Consider this: At the time Rigathi Gachagua’s impeachment was affirmed by the Senate on the night of October 17, his office alone employed 15 directors, deputy directors, and assistant directors of public communications. Fifteen! To these, add eight assistant directors for hospitality services, and the picture becomes clear – this’s bureaucratic redundancy at its finest.

More than 100 employees in senior positions were affected by the directive from the principal administrative secretary in the DP’s office. Many others presumably work in lower-ranking support roles in that office. Together, the DP’s workforce far surpasses that of a typical medium enterprise.

The question naturally arises: How many communication directors does one Deputy President require? At what point does administrative support cross the line into wasteful excess?

This snapshot from one office suggests a broader pattern of administrative bloat across government institutions. The numbers from the Kenya National Bureau of Statistics confirm this troubling trend. Public service employment swelled from 774,700 in 2015-2016 to 923,100 in 2020-2021, growing at an average rate of 4.34 percent annually. Projections indicated a further increase to 963,200 positions by 2021-2022.

The financial implications are staggering. In 2022, about one trillion shillings were allocated to public-sector wages, including county government payrolls. More alarming still was a warning from the head of the Salaries and Remuneration Commission (SRC) in September that about half of government revenues were being consumed by remuneration – a pattern that is plainly unsustainable.

Yes, civil servants are essential. They implement the policies that Parliament creates. They provide vital services – from local chief’s offices to passport bureaus in major cities and towns. And they help maintain infrastructure and provide professional expertise to support policymaking.

But the Kenyan system appears designed more for employment creation and perpetuation than providing efficient services. An informal patronage system persists that enables elected officials to dish out government jobs to supporters, friends and family members, often without proper consideration of qualifications or necessity. Or they create jobs out of thin air to reward their cronies.

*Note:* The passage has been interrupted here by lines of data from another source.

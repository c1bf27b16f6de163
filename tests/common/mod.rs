#![allow(dead_code)]

use macross::domain::error::MacrossError;
use macross::domain::metrics::RunSummary;
use macross::domain::monte_carlo::MonteCarloSummary;
use macross::domain::moving_average::MovingAverageSeries;
use macross::domain::portfolio::Simulation;
pub use macross::domain::price::{PriceObservation, PriceSeries};
use macross::domain::signal::Trade;
use macross::ports::data_port::DataPort;
use macross::ports::report_port::ReportPort;

pub struct MockDataPort {
    pub series: Option<PriceSeries>,
    pub error: Option<String>,
}

impl MockDataPort {
    pub fn new() -> Self {
        Self {
            series: None,
            error: None,
        }
    }

    pub fn with_closes(mut self, closes: &[f64]) -> Self {
        self.series = Some(PriceSeries::from_closes(closes));
        self
    }

    pub fn with_error(mut self, reason: &str) -> Self {
        self.error = Some(reason.to_string());
        self
    }
}

impl DataPort for MockDataPort {
    fn fetch_prices(&self) -> Result<PriceSeries, MacrossError> {
        if let Some(reason) = &self.error {
            return Err(MacrossError::DataLoad {
                path: self.source_name(),
                reason: reason.clone(),
            });
        }
        match &self.series {
            Some(series) if !series.is_empty() => Ok(series.clone()),
            _ => Err(MacrossError::NoData {
                source_name: self.source_name(),
            }),
        }
    }

    fn source_name(&self) -> String {
        "mock".to_string()
    }
}

/// Report port that records everything it is given.
#[derive(Default)]
pub struct RecordingReport {
    pub trades: Vec<Trade>,
    pub run_summaries: Vec<RunSummary>,
    pub progress: Vec<usize>,
    pub monte_carlo: Vec<MonteCarloSummary>,
    /// Per table: (price, short, long) rows.
    pub price_tables: Vec<Vec<(f64, Option<f64>, Option<f64>)>>,
    pub path_results: Vec<Simulation>,
}

impl ReportPort for RecordingReport {
    fn write_trade(&mut self, trade: &Trade) -> Result<(), MacrossError> {
        self.trades.push(trade.clone());
        Ok(())
    }

    fn write_run_summary(&mut self, summary: &RunSummary) -> Result<(), MacrossError> {
        self.run_summaries.push(summary.clone());
        Ok(())
    }

    fn write_progress(&mut self, completed: usize) -> Result<(), MacrossError> {
        self.progress.push(completed);
        Ok(())
    }

    fn write_price_table(
        &mut self,
        series: &PriceSeries,
        short_ma: &MovingAverageSeries,
        long_ma: &MovingAverageSeries,
    ) -> Result<(), MacrossError> {
        let rows = series
            .observations()
            .iter()
            .enumerate()
            .map(|(i, obs)| (obs.close, short_ma.get(i), long_ma.get(i)))
            .collect();
        self.price_tables.push(rows);
        Ok(())
    }

    fn write_path_result(&mut self, simulation: &Simulation) -> Result<(), MacrossError> {
        self.path_results.push(simulation.clone());
        Ok(())
    }

    fn write_monte_carlo_summary(
        &mut self,
        summary: &MonteCarloSummary,
    ) -> Result<(), MacrossError> {
        self.monte_carlo.push(summary.clone());
        Ok(())
    }
}

/// `count` closes starting at `start`, moving by `step` each period.
pub fn linear_closes(start: f64, step: f64, count: usize) -> Vec<f64> {
    (0..count).map(|i| start + step * i as f64).collect()
}

pub fn rising_series() -> Vec<f64> {
    linear_closes(100.0, 1.0, 25)
}

/// Up for `up` periods, then down for `down` periods.
pub fn peak_closes(up: usize, down: usize) -> Vec<f64> {
    let mut closes = linear_closes(100.0, 1.0, up);
    let top = closes[up - 1];
    closes.extend((1..=down).map(|i| top - 1.5 * i as f64));
    closes
}

pub const CSV_HEADER: &str = "Price,Close,High,Low,Open,Volume\nTicker,TEST,TEST,TEST,TEST,TEST\nDate,,,,,\n";

/// CSV content in the historical file layout, one row per close.
pub fn csv_content(closes: &[f64]) -> String {
    let mut content = CSV_HEADER.to_string();
    for (i, close) in closes.iter().enumerate() {
        content.push_str(&format!(
            "2024-01-{:02},{},{},{},{},{}\n",
            (i % 28) + 1,
            close,
            close + 1.0,
            close - 1.0,
            close,
            1000 + i
        ));
    }
    content
}
//! CSV price file adapter.
//!
//! Layout: three header lines, then one observation per line:
//! `label, close, high, low, open, volume[, ...]`.
//! Lines with fewer than six fields are skipped, unparsable numbers become 0,
//! and observations whose close is not positive are dropped.

use std::fs;
use std::path::PathBuf;

use tracing::{info, warn};

use crate::domain::error::MacrossError;
use crate::domain::price::{PriceObservation, PriceSeries};
use crate::ports::data_port::DataPort;

pub const HEADER_LINES: usize = 3;
pub const MIN_FIELDS: usize = 6;

pub struct CsvAdapter {
    path: PathBuf,
}

impl CsvAdapter {
    pub fn new(path: PathBuf) -> Self {
        Self { path }
    }

    /// Parse file content that has already been read.
    pub fn parse(content: &str) -> Vec<PriceObservation> {
        Self::parse_bytes(content.as_bytes())
    }

    /// Parse raw file bytes. Quotes carry no meaning and each line stands on
    /// its own, so a malformed line only costs that line.
    pub fn parse_bytes(content: &[u8]) -> Vec<PriceObservation> {
        let body = skip_lines(content, HEADER_LINES);

        let mut rdr = csv::ReaderBuilder::new()
            .has_headers(false)
            .flexible(true)
            .quoting(false)
            .trim(csv::Trim::All)
            .from_reader(body);

        let mut observations = Vec::new();

        for result in rdr.byte_records() {
            let record = match result {
                Ok(r) => r,
                Err(e) => {
                    warn!(error = %e, "unreadable record, skipping");
                    continue;
                }
            };
            let line = record
                .position()
                .map(|p| p.line() as usize + HEADER_LINES)
                .unwrap_or(0);

            if record.len() < MIN_FIELDS {
                warn!(line, fields = record.len(), "line has insufficient columns, skipping");
                continue;
            }

            let field = |i: usize| record.get(i).unwrap_or_default();
            let observation = PriceObservation {
                label: String::from_utf8_lossy(field(0)).into_owned(),
                close: parse_price(field(1), line, "close"),
                high: parse_price(field(2), line, "high"),
                low: parse_price(field(3), line, "low"),
                open: parse_price(field(4), line, "open"),
                volume: parse_volume(field(5), line),
            };

            if observation.close > 0.0 {
                observations.push(observation);
            }
        }

        observations
    }
}

/// Everything after the first `n` lines.
fn skip_lines(content: &[u8], n: usize) -> &[u8] {
    let mut rest = content;
    for _ in 0..n {
        match rest.iter().position(|&b| b == b'\n') {
            Some(pos) => rest = &rest[pos + 1..],
            None => return &[],
        }
    }
    rest
}

impl DataPort for CsvAdapter {
    fn fetch_prices(&self) -> Result<PriceSeries, MacrossError> {
        let content = fs::read(&self.path).map_err(|e| MacrossError::DataLoad {
            path: self.path.display().to_string(),
            reason: e.to_string(),
        })?;

        let observations = Self::parse_bytes(&content);
        if observations.is_empty() {
            return Err(MacrossError::NoData {
                source_name: self.source_name(),
            });
        }

        info!(
            count = observations.len(),
            source = %self.path.display(),
            "loaded price observations"
        );
        Ok(PriceSeries::new(observations))
    }

    fn source_name(&self) -> String {
        self.path.display().to_string()
    }
}

fn parse_price(raw: &[u8], line: usize, column: &str) -> f64 {
    let raw = String::from_utf8_lossy(raw);
    if raw.is_empty() {
        return 0.0;
    }
    match raw.parse::<f64>() {
        Ok(v) if v.is_finite() => v,
        _ => {
            warn!(line, column, value = %raw, "unparsable number, using 0");
            0.0
        }
    }
}

fn parse_volume(raw: &[u8], line: usize) -> u64 {
    let raw = String::from_utf8_lossy(raw);
    if raw.is_empty() {
        return 0;
    }
    if let Ok(v) = raw.parse::<u64>() {
        return v;
    }
    match raw.parse::<f64>() {
        Ok(v) if v.is_finite() && v >= 0.0 => v as u64,
        _ => {
            warn!(line, column = "volume", value = %raw, "unparsable volume, using 0");
            0
        }
    }
}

It’s been said that the point of the civil service is to perpetuate itself. Government departments, critics argue, tend to expand their budgets and staff over time, as they seek to justify their existence by creating new programmes and responsibilities. New procedures and rules (often spawned by new legislation) mean that more administrative oversight is required, and in turn more people must be hired.

Not that calls haven’t been made to tame civil service expansion. The SRC occasionally sounds the alarm about the nation’s ballooning wage bill. But the natural reaction of civil servants is to resist reforms or changes that might reduce their size or influence.

Judging from the staffing glut in the DP’s office, our civil service is doing extremely well sustaining itself. But at what cost to the country? How many classrooms could we build with the money we are wasting on redundant directors? How many hospitals could we equip? How many young entrepreneurs could we support? Six decades after independence from Britain and we still wonder why Kenya is underdeveloped?

A rigorous evaluation of staffing needs across all government departments is clearly long overdue. Every existing position should be justified. Every salary must be earned. Every office should serve the public, not political interests. We need a civil service that serves citizens, not itself.